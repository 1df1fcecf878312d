//! Closed set of value shapes accepted by `EnvReader::require`.

use std::collections::{BTreeMap, BTreeSet};
use std::path::{Path, PathBuf};

/// Shape to coerce a required variable into.
#[derive(Debug, Clone, Copy, PartialEq, Eq, Hash)]
pub enum EnvKind {
    /// Boolean literal.
    Bool,
    /// Base-10 integer.
    Int,
    /// Floating point number.
    Float,
    /// Raw string.
    Str,
    /// Filesystem path with variable and home expansion.
    Path,
    /// Comma separated list.
    ListOf,
    /// Comma separated, immutable sequence.
    TupleOf,
    /// Comma separated, deduplicated set.
    SetOf,
    /// Comma separated `key=value` pairs.
    DictOf,
}

/// A coerced environment value.
#[derive(Debug, Clone, PartialEq)]
pub enum EnvValue {
    /// Boolean; `None` when the variable was set but blank.
    Bool(Option<bool>),
    /// Integer.
    Int(i64),
    /// Float.
    Float(f64),
    /// Raw string.
    Str(String),
    /// Expanded path.
    Path(PathBuf),
    /// Ordered list.
    List(Vec<String>),
    /// Ordered, fixed-size sequence.
    Tuple(Box<[String]>),
    /// Deduplicated set.
    Set(BTreeSet<String>),
    /// Key/value map.
    Dict(BTreeMap<String, String>),
}

impl EnvValue {
    /// Boolean payload.
    #[must_use]
    pub const fn as_bool(&self) -> Option<bool> {
        match self {
            Self::Bool(value) => *value,
            _ => None,
        }
    }

    /// Integer payload.
    #[must_use]
    pub const fn as_int(&self) -> Option<i64> {
        match self {
            Self::Int(value) => Some(*value),
            _ => None,
        }
    }

    /// Float payload.
    #[must_use]
    pub const fn as_float(&self) -> Option<f64> {
        match self {
            Self::Float(value) => Some(*value),
            _ => None,
        }
    }

    /// String payload.
    #[must_use]
    pub fn as_str(&self) -> Option<&str> {
        match self {
            Self::Str(value) => Some(value),
            _ => None,
        }
    }

    /// Path payload.
    #[must_use]
    pub fn as_path(&self) -> Option<&Path> {
        match self {
            Self::Path(value) => Some(value),
            _ => None,
        }
    }

    /// Items of a list or tuple.
    #[must_use]
    pub fn as_items(&self) -> Option<&[String]> {
        match self {
            Self::List(items) => Some(items),
            Self::Tuple(items) => Some(items),
            _ => None,
        }
    }

    /// Set payload.
    #[must_use]
    pub const fn as_set(&self) -> Option<&BTreeSet<String>> {
        match self {
            Self::Set(items) => Some(items),
            _ => None,
        }
    }

    /// Map payload.
    #[must_use]
    pub const fn as_dict(&self) -> Option<&BTreeMap<String, String>> {
        match self {
            Self::Dict(map) => Some(map),
            _ => None,
        }
    }
}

····················

PROBLEM:
Scan the entries above for the word "Clone" and collect each line holding it.

ANSWER SECTION:
#[derive(Debug, Clone, Copy, PartialEq, Eq, Hash)]
#[derive(Debug, Clone, PartialEq)]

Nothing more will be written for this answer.